## YOUR ASSIGNMENT
Look through the records below and copy each line that includes the word "true".

[Source data]
########
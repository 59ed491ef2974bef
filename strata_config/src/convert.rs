//! Best-effort conversion of raw configuration payloads into typed values.
//!
//! Conversion is a deliberately forgiving operation: a payload that cannot be
//! parsed as the requested type is logged and returned unchanged, so that a
//! single malformed value never aborts configuration resolution. Only the
//! initial ASCII decode of a byte payload is fatal.

use std::borrow::Cow;
use std::collections::BTreeMap;

use serde_json::Value;
use tracing::warn;

use crate::error::{StrataError, StrataResult};

/// A raw payload retrieved from a configuration source, pre-conversion.
///
/// Environment variables arrive as text; the remote backend yields bytes.
#[derive(Debug, Clone, PartialEq, Eq)]
pub enum RawValue {
    /// Textual payload, used verbatim.
    Text(String),
    /// Byte payload, decoded as ASCII before any conversion rule runs.
    Bytes(Vec<u8>),
}

impl RawValue {
    /// View the payload as text, decoding byte payloads as ASCII.
    ///
    /// # Errors
    ///
    /// Returns [`StrataError::Decode`] when a byte payload contains
    /// non-ASCII data. This is the one conversion failure that is fatal
    /// rather than best-effort.
    pub fn as_text(&self) -> StrataResult<Cow<'_, str>> {
        match self {
            Self::Text(text) => Ok(Cow::Borrowed(text)),
            Self::Bytes(bytes) => {
                if !bytes.is_ascii() {
                    return Err(StrataError::Decode {
                        value: String::from_utf8_lossy(bytes).into_owned(),
                    });
                }
                std::str::from_utf8(bytes)
                    .map(Cow::Borrowed)
                    .map_err(|_| StrataError::Decode {
                        value: String::from_utf8_lossy(bytes).into_owned(),
                    })
            }
        }
    }
}

impl From<String> for RawValue {
    fn from(text: String) -> Self {
        Self::Text(text)
    }
}

impl From<Vec<u8>> for RawValue {
    fn from(bytes: Vec<u8>) -> Self {
        Self::Bytes(bytes)
    }
}

/// Target type for a conversion, named by a stable tag.
#[derive(Debug, Clone, Copy, PartialEq, Eq, PartialOrd, Ord)]
pub enum ValueKind {
    /// Exact-token boolean (`true`, `True`, `false`, `False`).
    Boolean,
    /// Base-10 signed integer.
    Integer,
    /// Base-10 floating-point number.
    Float,
    /// A JSON document.
    Structured,
    /// Plain text; conversion is the identity.
    Str,
}

impl ValueKind {
    /// The registry tag naming this kind.
    #[must_use]
    pub const fn tag(self) -> &'static str {
        match self {
            Self::Boolean => "boolean",
            Self::Integer => "integer",
            Self::Float => "float",
            Self::Structured => "structured",
            Self::Str => "string",
        }
    }

    /// Parse `text` as this kind, without the best-effort degradation of
    /// [`ValueConverter::convert_tagged`]; `None` signals a parse failure.
    #[must_use]
    pub fn parse(self, text: &str) -> Option<Value> {
        match self {
            Self::Boolean => convert_boolean(text),
            Self::Integer => convert_integer(text),
            Self::Float => convert_float(text),
            Self::Structured => convert_structured(text),
            Self::Str => convert_string(text),
        }
    }

    /// Look a kind up by its registry tag.
    #[must_use]
    pub fn from_tag(tag: &str) -> Option<Self> {
        match tag {
            "boolean" => Some(Self::Boolean),
            "integer" => Some(Self::Integer),
            "float" => Some(Self::Float),
            "structured" => Some(Self::Structured),
            "string" => Some(Self::Str),
            _ => None,
        }
    }
}

/// Capability interface for value conversion, so resolvers can be handed
/// alternative converter implementations.
pub trait Convert {
    /// Convert `raw` into the requested kind, degrading to the decoded text
    /// on failure.
    ///
    /// # Errors
    ///
    /// Returns an error only when a byte payload is not ASCII text.
    fn convert(&self, raw: &RawValue, kind: Option<ValueKind>) -> StrataResult<Value>;
}

/// A conversion rule: parses text into a typed value, or `None` on failure.
type ConvertRule = fn(&str) -> Option<Value>;

fn convert_boolean(text: &str) -> Option<Value> {
    match text {
        "true" | "True" => Some(Value::Bool(true)),
        "false" | "False" => Some(Value::Bool(false)),
        _ => None,
    }
}

fn convert_integer(text: &str) -> Option<Value> {
    text.parse::<i64>().ok().map(Value::from)
}

fn convert_float(text: &str) -> Option<Value> {
    let parsed = text.parse::<f64>().ok()?;
    serde_json::Number::from_f64(parsed).map(Value::Number)
}

fn convert_structured(text: &str) -> Option<Value> {
    serde_json::from_str(text).ok()
}

fn convert_string(text: &str) -> Option<Value> {
    Some(Value::String(text.to_owned()))
}

/// The standard converter, dispatching through an explicit rule registry.
///
/// Requesting a tag with no registered rule is not an error: the value is
/// returned unchanged and the unknown tag is logged.
#[derive(Debug, Clone)]
pub struct ValueConverter {
    rules: BTreeMap<&'static str, ConvertRule>,
}

impl Default for ValueConverter {
    fn default() -> Self {
        let mut rules: BTreeMap<&'static str, ConvertRule> = BTreeMap::new();
        rules.insert(ValueKind::Boolean.tag(), convert_boolean);
        rules.insert(ValueKind::Integer.tag(), convert_integer);
        rules.insert(ValueKind::Float.tag(), convert_float);
        rules.insert(ValueKind::Structured.tag(), convert_structured);
        rules.insert(ValueKind::Str.tag(), convert_string);
        Self { rules }
    }
}

impl ValueConverter {
    /// Create a converter with the standard rule registry.
    #[must_use]
    pub fn new() -> Self {
        Self::default()
    }

    /// Convert `raw` according to the rule registered under `tag`.
    ///
    /// An unregistered tag leaves the value unchanged, as does a rule that
    /// fails to parse the payload; both outcomes emit a warning.
    ///
    /// # Errors
    ///
    /// Returns an error only when a byte payload is not ASCII text.
    pub fn convert_tagged(&self, raw: &RawValue, tag: &str) -> StrataResult<Value> {
        let text = raw.as_text()?;
        let Some(rule) = self.rules.get(tag) else {
            warn!(kind = tag, "no conversion rule registered, value kept as-is");
            return Ok(Value::String(text.into_owned()));
        };
        match rule(&text) {
            Some(converted) => Ok(converted),
            None => {
                warn!(value = %text, kind = tag, "value cannot be converted, keeping original");
                Ok(Value::String(text.into_owned()))
            }
        }
    }
}

impl Convert for ValueConverter {
    fn convert(&self, raw: &RawValue, kind: Option<ValueKind>) -> StrataResult<Value> {
        match kind {
            Some(kind) => self.convert_tagged(raw, kind.tag()),
            None => Ok(Value::String(raw.as_text()?.into_owned())),
        }
    }
}

#[cfg(test)]
mod tests {
    use anyhow::Result;
    use rstest::rstest;
    use serde_json::{Value, json};
    use tracing_test::traced_test;

    use super::{Convert, RawValue, ValueConverter, ValueKind};

    fn text(value: &str) -> RawValue {
        RawValue::Text(value.to_owned())
    }

    #[rstest]
    #[case::lower_true("true", json!(true))]
    #[case::upper_true("True", json!(true))]
    #[case::lower_false("false", json!(false))]
    #[case::upper_false("False", json!(false))]
    fn boolean_tokens_convert(#[case] input: &str, #[case] expected: Value) -> Result<()> {
        let converter = ValueConverter::new();
        let converted = converter.convert(&text(input), Some(ValueKind::Boolean))?;
        assert_eq!(converted, expected);
        Ok(())
    }

    #[rstest]
    #[case::integer("69", ValueKind::Integer, json!(69))]
    #[case::float("2.99", ValueKind::Float, json!(2.99))]
    #[case::structured(
        r#"{"foo":"bar", "num":3}"#,
        ValueKind::Structured,
        json!({"foo": "bar", "num": 3})
    )]
    #[case::string("foo", ValueKind::Str, json!("foo"))]
    fn parsable_values_convert(
        #[case] input: &str,
        #[case] kind: ValueKind,
        #[case] expected: Value,
    ) -> Result<()> {
        let converter = ValueConverter::new();
        assert_eq!(converter.convert(&text(input), Some(kind))?, expected);
        Ok(())
    }

    #[traced_test]
    #[rstest]
    #[case::boolean("falsey", ValueKind::Boolean)]
    #[case::integer("loo", ValueKind::Integer)]
    #[case::float("loo", ValueKind::Float)]
    #[case::structured("wannabe 3ick", ValueKind::Structured)]
    fn failed_conversion_keeps_original_and_warns(
        #[case] input: &str,
        #[case] kind: ValueKind,
    ) -> Result<()> {
        let converter = ValueConverter::new();
        let converted = converter.convert(&text(input), Some(kind))?;
        assert_eq!(converted, Value::String(input.to_owned()));
        assert!(logs_contain("cannot be converted"));
        Ok(())
    }

    #[test]
    #[traced_test]
    fn unknown_tag_keeps_original_and_warns() -> Result<()> {
        let converter = ValueConverter::new();
        let converted = converter.convert_tagged(&text("ff33aa"), "hex")?;
        assert_eq!(converted, json!("ff33aa"));
        assert!(logs_contain("no conversion rule registered"));
        Ok(())
    }

    #[test]
    fn no_kind_returns_decoded_text() -> Result<()> {
        let converter = ValueConverter::new();
        let converted = converter.convert(&RawValue::Bytes(b"foo".to_vec()), None)?;
        assert_eq!(converted, json!("foo"));
        Ok(())
    }

    #[test]
    fn non_ascii_bytes_are_fatal() {
        let converter = ValueConverter::new();
        let outcome = converter.convert(&RawValue::Bytes(vec![0xff, 0xfe]), None);
        assert!(outcome.is_err());
    }

    #[rstest]
    #[case::boolean("boolean", Some(ValueKind::Boolean))]
    #[case::unknown("hex", None)]
    fn kind_tags_round_trip(#[case] tag: &str, #[case] expected: Option<ValueKind>) {
        assert_eq!(ValueKind::from_tag(tag), expected);
    }
}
########
## WRITTEN ANSWER
    /// Exact-token boolean (`true`, `True`, `false`, `False`).
        "true" | "True" => Some(Value::Bool(true)),
    #[case::lower_true("true", json!(true))]
    #[case::upper_true("True", json!(true))]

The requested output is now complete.